As for K-Punk's tone poem on Hauntology, it is getting quite a bit of play among those who share his musical predilections. The Variations Upon Derrida's Hauntology provides a basic thematic line from which the composer changes to the keys of Baudrillard, Jameson, Fukuyama. The relation between the keys is that they make a cool sound when mixed together. The relationship is a musical one which can be described as "pastiche" ("a perfect proof of their purported thesis").
It does not try to present a consistent line of thought but of tone, suggests concepts but substitutes the tonal values of the thought, as it transitions through the keys, for the precise statements that conceptualizing requires.

K-Punk takes this all to the coolest of cool endings: the end of history (not just "historicity"). It delivers a Beethoven crescendo that never fails but also doesn't follow from Hauntology or any of the thinkers he has conflated Hauntology with ("a faulty understanding").

It's getting late and I'll have to hope that the following example is sufficiently representative to make the point:

"What Jameson calls the ‘nostalgia mode’ is one expression of this homogeneity. This remains one of Jameson’s most ingenious formulations – the nostalgia in question is not manifested in a psychological state but in a kind of unacknowledged formal reiteration.

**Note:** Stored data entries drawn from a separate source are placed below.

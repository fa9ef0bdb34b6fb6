//! The Runner: owner of per-test shared resources and the factory of VUs,
//! plus the one-shot setup/teardown/summary invocations.

pub mod vu;

use crate::archive::Archive;
use crate::bufpool::BufferPool;
use crate::bundle::{Bundle, RuntimeOptions, Source};
use crate::errext::{ContextCanceled, TimeoutError};
use crate::events;
use crate::fsext::FsMap;
use crate::js::binding::console::Console;
use crate::js::InterruptReason;
use crate::limiter::RpsLimiter;
use crate::metrics::{BuiltinMetrics, Registry, SampleSender, TagSet};
use crate::modules::ModuleRegistry;
use crate::netext::{build_tls_config, Dialer};
use crate::options::Options;
use crate::prelude::*;
use crate::state::{State, StateFields};
use crate::types::SystemTag;
use crate::usage::Usage;

use parking_lot::RwLock;
use std::sync::atomic::{AtomicBool, Ordering};
use std::sync::{Arc, Once};
use std::time::Duration;
use tokio_util::sync::CancellationToken;
use vu::Vu;

/// HandleSummary always runs under this fixed deadline.
pub const SUMMARY_TIMEOUT: Duration = Duration::from_secs(2 * 60);

/// Everything that exists before any script is read, shared by every
/// Runner of the process.
pub struct PreInitState {
  pub registry: Arc<Registry>,
  pub builtin_metrics: Arc<BuiltinMetrics>,
  pub events: Arc<events::System>,
  pub usage: Arc<Usage>,
  pub module_registry: Arc<ModuleRegistry>,
  pub runtime_options: RuntimeOptions,
  pub runtime_version: String,
  // Keeps the default runtime alive when we created it ourselves.
  _tokio_rt: Option<tokio::runtime::Runtime>,
  tokio_handle: tokio::runtime::Handle,
}

impl PreInitState {
  /// Builds a PreInitState with its own small tokio runtime for timers and
  /// watchers.
  pub fn new(runtime_options: RuntimeOptions) -> AnyResult<Arc<Self>> {
    let tokio_rt = tokio::runtime::Builder::new_multi_thread()
      .worker_threads(2)
      .thread_name("drover-worker")
      .enable_all()
      .build()?;
    let tokio_handle = tokio_rt.handle().clone();
    Self::assemble(runtime_options, Some(tokio_rt), tokio_handle)
  }

  /// For embedders that already run tokio.
  pub fn with_handle(
    runtime_options: RuntimeOptions,
    tokio_handle: tokio::runtime::Handle,
  ) -> AnyResult<Arc<Self>> {
    Self::assemble(runtime_options, None, tokio_handle)
  }

  fn assemble(
    runtime_options: RuntimeOptions,
    tokio_rt: Option<tokio::runtime::Runtime>,
    tokio_handle: tokio::runtime::Handle,
  ) -> AnyResult<Arc<Self>> {
    let registry = Arc::new(Registry::new());
    let builtin_metrics = Arc::new(BuiltinMetrics::register(&registry)?);
    Ok(Arc::new(Self {
      registry,
      builtin_metrics,
      events: Arc::new(events::System::new()),
      usage: Arc::new(Usage::new()),
      module_registry: crate::modules::global_registry(),
      runtime_options,
      runtime_version: env!("CARGO_PKG_VERSION").to_string(),
      _tokio_rt: tokio_rt,
      tokio_handle,
    }))
  }

  pub fn tokio_handle(&self) -> tokio::runtime::Handle {
    self.tokio_handle.clone()
  }
}

/// The aggregated end-of-test data handed to `handleSummary`.
#[derive(Debug, Clone, Default)]
pub struct Summary {
  pub metrics: serde_json::Value,
  pub root_group: serde_json::Value,
  pub test_run_duration: Duration,
  pub no_color: bool,
  /// When set, a JSON rendering of the metrics is added under this output
  /// path.
  pub summary_json_path: Option<String>,
}

pub struct Runner {
  pub bundle: Bundle,
  pub preinit: Arc<PreInitState>,
  options: RwLock<Options>,
  console: RwLock<Arc<Console>>,
  run_tags: Arc<RwLock<TagSet>>,
  rps_limit: RwLock<Option<Arc<RpsLimiter>>>,
  tls_config: RwLock<Arc<rustls::ClientConfig>>,
  buffer_pool: Arc<BufferPool>,
  setup_data: Arc<RwLock<Option<Vec<u8>>>>,
  tls_auth_warning: Once,
}

impl Runner {
  pub fn new(
    preinit: Arc<PreInitState>,
    source: Source,
    filesystems: FsMap,
  ) -> AnyResult<Runner> {
    let bundle = Bundle::new(
      &preinit.runtime_options,
      source,
      filesystems,
      preinit.module_registry.clone(),
      preinit.tokio_handle(),
    )?;
    Self::from_bundle(preinit, bundle)
  }

  pub fn from_archive(preinit: Arc<PreInitState>, archive: &Archive) -> AnyResult<Runner> {
    let bundle = Bundle::from_archive(
      &preinit.runtime_options,
      archive,
      preinit.module_registry.clone(),
      preinit.tokio_handle(),
    )?;
    Self::from_bundle(preinit, bundle)
  }

  fn from_bundle(preinit: Arc<PreInitState>, bundle: Bundle) -> AnyResult<Runner> {
    let script_options = bundle.options.clone();
    let runner = Runner {
      bundle,
      preinit,
      options: RwLock::new(Options::default()),
      console: RwLock::new(Arc::new(Console::new())),
      run_tags: Arc::new(RwLock::new(TagSet::new())),
      rps_limit: RwLock::new(None),
      tls_config: RwLock::new(Arc::new(build_tls_config(&Options::default())?)),
      buffer_pool: Arc::new(BufferPool::new()),
      setup_data: Arc::new(RwLock::new(None)),
      tls_auth_warning: Once::new(),
    };
    runner.set_options(&script_options)?;
    runner
      .preinit
      .usage
      .set_text("compatibility_mode", runner.bundle.compatibility_mode.as_str());
    Ok(runner)
  }

  pub fn make_archive(&self) -> Archive {
    self.bundle.make_archive(&self.get_options())
  }

  pub fn get_options(&self) -> Options {
    self.options.read().clone()
  }

  /// Validates and applies options on top of the script-exported baseline,
  /// rewiring the shared resources they configure.
  pub fn set_options(&self, opts: &Options) -> AnyResult<()> {
    opts.validate()?;

    let mut merged = self.bundle.options.clone();
    merged.apply(opts);

    if let Some(auths) = &merged.tls_auth {
      if auths.iter().any(|a| a.domains.is_empty()) {
        self.tls_auth_warning.call_once(|| {
          warn!(
            "a tlsAuth certificate has no domains configured and will never \
             be selected for a connection"
          );
        });
      }
    }
    *self.tls_config.write() = Arc::new(build_tls_config(&merged)?);

    *self.rps_limit.write() = merged.rps.and_then(RpsLimiter::new).map(Arc::new);

    *self.console.write() = match &merged.console_output {
      Some(path) => Arc::new(Console::with_output_file(path)?),
      None => Arc::new(Console::new()),
    };

    *self.run_tags.write() = merged
      .run_tags
      .clone()
      .map(|tags| tags.into_iter().collect())
      .unwrap_or_default();

    *self.options.write() = merged;
    Ok(())
  }

  /// True for every export the scheduler may reference as an `exec`.
  pub fn is_executable(&self, name: &str) -> bool {
    self.bundle.callable_exports.contains(name)
  }

  pub fn get_setup_data(&self) -> Option<Vec<u8>> {
    self.setup_data.read().clone()
  }

  /// Lets a distributed coordinator inject setup data produced elsewhere.
  pub fn set_setup_data(&self, data: Option<Vec<u8>>) {
    *self.setup_data.write() = data;
  }

  /// Creates an initialized VU. `init_ctx`, when given, can cancel a
  /// long-running init.
  pub fn new_vu(
    &self,
    init_ctx: Option<CancellationToken>,
    id_local: u64,
    id_global: u64,
    samples: SampleSender,
  ) -> AnyResult<Vu> {
    let options = self.get_options();

    let local_addr = options
      .local_ips
      .as_ref()
      .and_then(|pool| pool.at(id_local.saturating_sub(1)));
    let dialer = Arc::new(Dialer::from_options(&options, local_addr));

    let state = Arc::new(State::from(StateFields {
      options: options.clone(),
      dialer,
      tls_config: self.tls_config.read().clone(),
      cookie_jar: Arc::new(crate::cookiejar::CookieJar::new()),
      rps_limit: self.rps_limit.read().clone(),
      buffer_pool: self.buffer_pool.clone(),
      vu_id: id_local,
      vu_id_global: id_global,
      samples: samples.clone(),
      builtin_metrics: self.preinit.builtin_metrics.clone(),
      usage: self.preinit.usage.clone(),
    }));

    let instance = self.bundle.instantiate(crate::bundle::InstantiateParams {
      vu_id: id_local,
      console: self.console.read().clone(),
      tokio_handle: self.preinit.tokio_handle(),
      state: Some(state.clone()),
      init_ctx,
    })?;
    self.preinit.usage.count("vus_initialized", 1);

    Ok(Vu::new(
      instance,
      state,
      id_local,
      id_global,
      self.preinit.events.clone(),
      self.run_tags.clone(),
      self.setup_data.clone(),
      self.preinit.tokio_handle(),
    ))
  }

  /// Runs the script's `setup` export (noop when absent) under its
  /// deadline and stores the JSON-serialized result.
  pub fn setup(&self, parent: &CancellationToken, samples: SampleSender) -> AnyResult<()> {
    if !self.is_executable("setup") {
      return Ok(());
    }
    let timeout = self.get_options().setup_timeout();
    let data = self.run_part(parent, samples, "setup", None, timeout)?;
    *self.setup_data.write() = data;
    Ok(())
  }

  /// Runs `teardown` with the decoded setup data (or `undefined`).
  pub fn teardown(&self, parent: &CancellationToken, samples: SampleSender) -> AnyResult<()> {
    if !self.is_executable("teardown") {
      return Ok(());
    }
    let timeout = self.get_options().teardown_timeout();
    let arg = self.setup_data.read().clone();
    self.run_part(parent, samples, "teardown", arg, timeout)?;
    Ok(())
  }

  /// Invokes `handleSummary` (or the default rendering) under the fixed
  /// two-minute deadline, returning output-path → contents.
  pub fn handle_summary(
    &self,
    summary: &Summary,
    samples: SampleSender,
  ) -> AnyResult<HashMap<String, Vec<u8>>> {
    use std::io::IsTerminal;

    let options = self.get_options();
    let setup_data: serde_json::Value = match self.get_setup_data() {
      Some(bytes) => serde_json::from_slice(&bytes).unwrap_or(serde_json::Value::Null),
      None => serde_json::Value::Null,
    };

    let data = serde_json::json!({
      "root_group": summary.root_group,
      "options": {
        "summaryTrendStats": options.summary_trend_stats,
        "summaryTimeUnit": options.summary_time_unit,
        "noColor": summary.no_color,
      },
      "state": {
        "isStdOutTTY": std::io::stdout().is_terminal(),
        "isStdErrTTY": std::io::stderr().is_terminal(),
        "testRunDurationMs": crate::metrics::duration_millis(summary.test_run_duration),
      },
      "metrics": summary.metrics,
      "setup_data": setup_data,
    });

    let mut vu = self.new_vu(None, 0, 0, samples)?;
    let (deadline_hit, watch_done) = self.watch_deadline(&vu, None, SUMMARY_TIMEOUT);

    if options.system_tag_enabled(SystemTag::Group) {
      vu.state()
        .tags
        .lock()
        .set_system_tag(SystemTag::Group, "::handleSummary");
    }

    let result = vu.run_summary(
      &data.to_string(),
      summary.summary_json_path.as_deref(),
    );
    watch_done.cancel();

    self.map_part_error(result, "handleSummary", SUMMARY_TIMEOUT, &deadline_hit)
  }

  /// The shared primitive behind setup/teardown: a transient VU (ids 0/0)
  /// running one callable under a deadline.
  fn run_part(
    &self,
    parent: &CancellationToken,
    samples: SampleSender,
    name: &str,
    arg_json: Option<Vec<u8>>,
    timeout: Duration,
  ) -> AnyResult<Option<Vec<u8>>> {
    let mut vu = self.new_vu(None, 0, 0, samples)?;
    let (deadline_hit, watch_done) = self.watch_deadline(&vu, Some(parent), timeout);

    if self.get_options().system_tag_enabled(SystemTag::Group) {
      vu.state()
        .tags
        .lock()
        .set_system_tag(SystemTag::Group, format!("::{name}"));
    }

    let result = vu.run_callable_once(name, arg_json);
    watch_done.cancel();

    self.map_part_error(result, name, timeout, &deadline_hit)
  }

  /// Interrupts the VU's isolate when the deadline (or the parent context)
  /// fires. Returns the deadline flag and the cancel handle for the
  /// watcher itself.
  fn watch_deadline(
    &self,
    vu: &Vu,
    parent: Option<&CancellationToken>,
    timeout: Duration,
  ) -> (Arc<AtomicBool>, CancellationToken) {
    let deadline_hit = Arc::new(AtomicBool::new(false));
    let watch_done = CancellationToken::new();

    let interrupt = vu.interrupt_slot();
    let loop_shared = vu.loop_shared();
    let deadline_flag = deadline_hit.clone();
    let done = watch_done.clone();
    let parent = parent.cloned().unwrap_or_default();

    self.preinit.tokio_handle().spawn(async move {
      tokio::select! {
        _ = tokio::time::sleep(timeout) => {
          deadline_flag.store(true, Ordering::SeqCst);
          interrupt.interrupt(InterruptReason::Deadline);
          loop_shared.wake();
        }
        _ = parent.cancelled() => {
          interrupt.interrupt(InterruptReason::Canceled);
          loop_shared.wake();
        }
        _ = done.cancelled() => {}
      }
    });

    (deadline_hit, watch_done)
  }

  /// Spec'd error shaping: a deadline expiry without a more specific
  /// script abort becomes a [`TimeoutError`] for the stage.
  fn map_part_error<T>(
    &self,
    result: AnyResult<T>,
    name: &str,
    timeout: Duration,
    deadline_hit: &AtomicBool,
  ) -> AnyResult<T> {
    match result {
      Ok(v) => Ok(v),
      Err(e) => {
        if deadline_hit.load(Ordering::SeqCst) {
          // The plain cancellation sentinel means nothing more specific
          // happened; synthesize the stage timeout. Script aborts and
          // script errors win over it.
          if e.downcast_ref::<ContextCanceled>().is_some() {
            return Err(TimeoutError::new(name, timeout).into());
          }
        }
        Err(e)
      }
    }
  }
}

Hauntology is the counterpart to this nostalgia mode. The preoccupation with the past in hauntological music could easily be construed as ‘nostalgic’. But it is the very foregrounding of temporality that makes hauntology differ from the typical products of the nostalgia mode, which bracket out history altogether in order to present themselves as new. Post postpunk, Indie’s equivalent of mock tudor."

Bring together a dictionary understanding of "nostalgia" and "mode," and a knowledge that Jameson used these words together as a key phrase, with Derrida's concept of Hauntology, and everything we do is in the nostalgia mode ("a faulty understanding"). Except, it turns out, hauntological music. Why? Because it "foregrounds temporality"? Not only is that using the terms like musical notes (for their tonal value) but it is the intro to the grand finale in which our music is the cool thing that is outside of the limitations inherent in all the rest of mankind's pitiful strivings. We stand alone, the sole source of temporality at the end of history!

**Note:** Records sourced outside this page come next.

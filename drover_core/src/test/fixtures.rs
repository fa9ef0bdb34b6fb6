//! Script and runner fixtures for unit tests.

use crate::bundle::{RuntimeOptions, Source};
use crate::fsext::{Fs, FsMap, MemFs};
use crate::metrics::{Sample, SampleSender};
use crate::prelude::*;
use crate::runner::{PreInitState, Runner};

use std::sync::Arc;
use tokio::sync::mpsc::{unbounded_channel, UnboundedReceiver};
use url::Url;

pub const SCRIPT_URL: &str = "file:///test/script.js";

/// An in-memory `file` filesystem holding the given files (paths like
/// `/test/lib.js`).
pub fn mem_filesystems(files: Vec<(&str, &str)>) -> FsMap {
  let mem: HashMap<String, Vec<u8>> = files
    .into_iter()
    .map(|(k, v)| (k.to_string(), v.as_bytes().to_vec()))
    .collect();
  let mut fses: HashMap<String, Arc<dyn Fs>> = HashMap::new();
  fses.insert("file".to_string(), Arc::new(MemFs::new(mem)));
  FsMap::new(fses)
}

pub fn make_runner(script: &str) -> AnyResult<Runner> {
  make_runner_with(script, vec![], RuntimeOptions::default())
}

pub fn make_runner_with(
  script: &str,
  extra_files: Vec<(&str, &str)>,
  rtopts: RuntimeOptions,
) -> AnyResult<Runner> {
  let mut files = vec![("/test/script.js", script)];
  files.extend(extra_files);
  let filesystems = mem_filesystems(files);

  let source = Source::new(
    Url::parse(SCRIPT_URL).unwrap(),
    script.as_bytes().to_vec(),
  );
  let preinit = PreInitState::new(rtopts)?;
  Runner::new(preinit, source, filesystems)
}

pub fn samples_channel() -> (SampleSender, UnboundedReceiver<Vec<Sample>>) {
  unbounded_channel()
}

/// Drains everything currently sitting in the sample channel.
pub fn drain_samples(rx: &mut UnboundedReceiver<Vec<Sample>>) -> Vec<Sample> {
  let mut all = vec![];
  while let Ok(batch) = rx.try_recv() {
    all.extend(batch);
  }
  all
}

Hey, in the end its just all for the fun of doing it.

GWP thanks for explaining your line of thought although being a practising musician who plays and likes what you'd probably label as 'indie music' (I like cool jazz and post-punk) I thought the theme and variation analogy was a bit recherche.

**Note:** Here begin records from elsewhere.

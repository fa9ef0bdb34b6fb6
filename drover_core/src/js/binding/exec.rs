//! Natives behind the `k6` and `k6/execution` builtins: blocking sleep,
//! group tagging, test aborts and VU/scenario introspection.

use crate::errext::InterruptError;
use crate::js::binding::throw_error;
use crate::js::{InterruptReason, JsRuntime};
use crate::types::SystemTag;

use serde_json::json;
use std::time::Duration;

/// `sleep(seconds)`: blocks the VU, preemptible by interruption.
pub fn sleep(
  scope: &mut v8::HandleScope,
  args: v8::FunctionCallbackArguments,
  _rv: v8::ReturnValue,
) {
  let secs = args.get(0).number_value(scope).unwrap_or(0.0);
  if !secs.is_finite() || secs <= 0.0 {
    return;
  }
  let interrupt = JsRuntime::state(scope).borrow().bag.interrupt.clone();
  // Returns early when interrupted; the pending termination then unwinds
  // the script at the next interpreter check.
  interrupt.wait_interruptible(Duration::from_secs_f64(secs));
}

/// `exec.test.abort([reason])`: interrupts the isolate with an
/// [`InterruptError`] so the abort survives the trip through the event
/// loop.
pub fn test_abort(
  scope: &mut v8::HandleScope,
  args: v8::FunctionCallbackArguments,
  _rv: v8::ReturnValue,
) {
  let reason = if args.length() > 0 && args.get(0).is_string() {
    Some(args.get(0).to_rust_string_lossy(scope))
  } else {
    None
  };
  let err = InterruptError::new(reason.as_deref());

  let state_rc = JsRuntime::state(scope);
  let (interrupt, loop_shared) = {
    let state = state_rc.borrow();
    (state.bag.interrupt.clone(), state.bag.loop_shared.clone())
  };
  interrupt.interrupt(InterruptReason::Abort(err));
  loop_shared.wake();
}

/// Snapshot of the execution state, JSON-encoded for the module shim.
pub fn snapshot(
  scope: &mut v8::HandleScope,
  _args: v8::FunctionCallbackArguments,
  mut rv: v8::ReturnValue,
) {
  let state_rc = JsRuntime::state(scope);
  let state = state_rc.borrow();
  let Some(vu_state) = state.bag.state.as_ref() else {
    drop(state);
    throw_error(
      scope,
      "getting VU information in the init context is not supported",
    );
    return;
  };

  let scenario = vu_state.scenario.lock().clone();
  let value = json!({
    "vu": {
      "idInTest": vu_state.vu_id_global,
      "idInInstance": vu_state.vu_id,
      "iterationInInstance": vu_state.iteration(),
      "iterationInScenario": encode_counter(scenario.iteration_local),
    },
    "scenario": {
      "name": scenario.name,
      "iterationInTest": encode_counter(scenario.iteration_global),
    },
  });

  drop(state);
  let json = v8::String::new(scope, &value.to_string()).unwrap();
  rv.set(json.into());
}

/// The `u64::MAX` sentinel means "unknown" and maps to JSON null.
fn encode_counter(value: u64) -> serde_json::Value {
  if value == u64::MAX {
    serde_json::Value::Null
  } else {
    serde_json::Value::from(value)
  }
}

/// Enters a `group(name, fn)` scope: appends to the group path tag.
pub fn group_enter(
  scope: &mut v8::HandleScope,
  args: v8::FunctionCallbackArguments,
  _rv: v8::ReturnValue,
) {
  let name = args.get(0).to_rust_string_lossy(scope);
  let state_rc = JsRuntime::state(scope);
  let state = state_rc.borrow();
  let Some(vu_state) = state.bag.state.as_ref() else {
    return;
  };

  let mut groups = vu_state.group_stack.lock();
  groups.push(name);
  let path = format!("::{}", groups.join("::"));
  drop(groups);

  if vu_state.options.system_tag_enabled(SystemTag::Group) {
    vu_state.tags.lock().set_system_tag(SystemTag::Group, path);
  }
}

/// Leaves the innermost group scope.
pub fn group_leave(
  scope: &mut v8::HandleScope,
  _args: v8::FunctionCallbackArguments,
  _rv: v8::ReturnValue,
) {
  let state_rc = JsRuntime::state(scope);
  let state = state_rc.borrow();
  let Some(vu_state) = state.bag.state.as_ref() else {
    return;
  };

  let mut groups = vu_state.group_stack.lock();
  groups.pop();
  let path = if groups.is_empty() {
    String::new()
  } else {
    format!("::{}", groups.join("::"))
  };
  drop(groups);

  if vu_state.options.system_tag_enabled(SystemTag::Group) {
    vu_state.tags.lock().set_system_tag(SystemTag::Group, path);
  }
}
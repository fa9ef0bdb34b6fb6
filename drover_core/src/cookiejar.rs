//! Per-VU cookie jar. The HTTP module (an external collaborator) reads and
//! writes it; the core only owns its lifecycle and the per-iteration reset.

use crate::prelude::*;
use parking_lot::Mutex;

#[derive(Debug, Clone, PartialEq, Eq)]
pub struct Cookie {
  pub name: String,
  pub value: String,
  pub path: String,
  pub secure: bool,
}

/// Cookies keyed by domain. Not shared across VUs.
#[derive(Debug, Default)]
pub struct CookieJar {
  cookies: Mutex<HashMap<String, Vec<Cookie>>>,
}

impl CookieJar {
  pub fn new() -> Self {
    Self::default()
  }

  pub fn set(&self, domain: &str, cookie: Cookie) {
    let mut cookies = self.cookies.lock();
    let entry = cookies.entry(domain.to_string()).or_default();
    entry.retain(|c| c.name != cookie.name || c.path != cookie.path);
    entry.push(cookie);
  }

  pub fn cookies_for(&self, domain: &str) -> Vec<Cookie> {
    self
      .cookies
      .lock()
      .get(domain)
      .cloned()
      .unwrap_or_default()
  }

  /// Drops everything; called between iterations unless `noCookiesReset`.
  pub fn clear(&self) {
    self.cookies.lock().clear();
  }
}

#[cfg(test)]
mod cookiejar_tests {
  use super::*;

  #[test]
  fn set_and_clear1() {
    let jar = CookieJar::new();
    jar.set(
      "example.com",
      Cookie {
        name: "sid".into(),
        value: "abc".into(),
        path: "/".into(),
        secure: false,
      },
    );
    assert_eq!(jar.cookies_for("example.com").len(), 1);

    // Same name+path replaces.
    jar.set(
      "example.com",
      Cookie {
        name: "sid".into(),
        value: "xyz".into(),
        path: "/".into(),
        secure: false,
      },
    );
    let got = jar.cookies_for("example.com");
    assert_eq!(got.len(), 1);
    assert_eq!(got[0].value, "xyz");

    jar.clear();
    assert!(jar.cookies_for("example.com").is_empty());
  }
}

Isn't pastiche empty citation? I can't for the life of me see how you can assert that Fisher is citing 'hauntology' without intending to signify what in good faith he takes it to mean: that the present is haunted by a future, which never arrives, but is a present that permits us to get out of settled states of political domination and their associated versions of homogeneous temporality.
I enjoy k-punk's writing and thinking about culture and don't agree that he is 'unwittingly' perpetrating the pastiche that you claim he is in his application of the concept of hauntology. From what I've read of his posts over the last 3 or so years I think Fisher derives some of his thinking from situationist thought - from psychogeographic practices - and that what you might dismissively take as being variations on a theme modulated through keys is less pastiche than a reductive mis-reading. In other words I think you could be more generous and attribute some diverse sources of formation to his practices.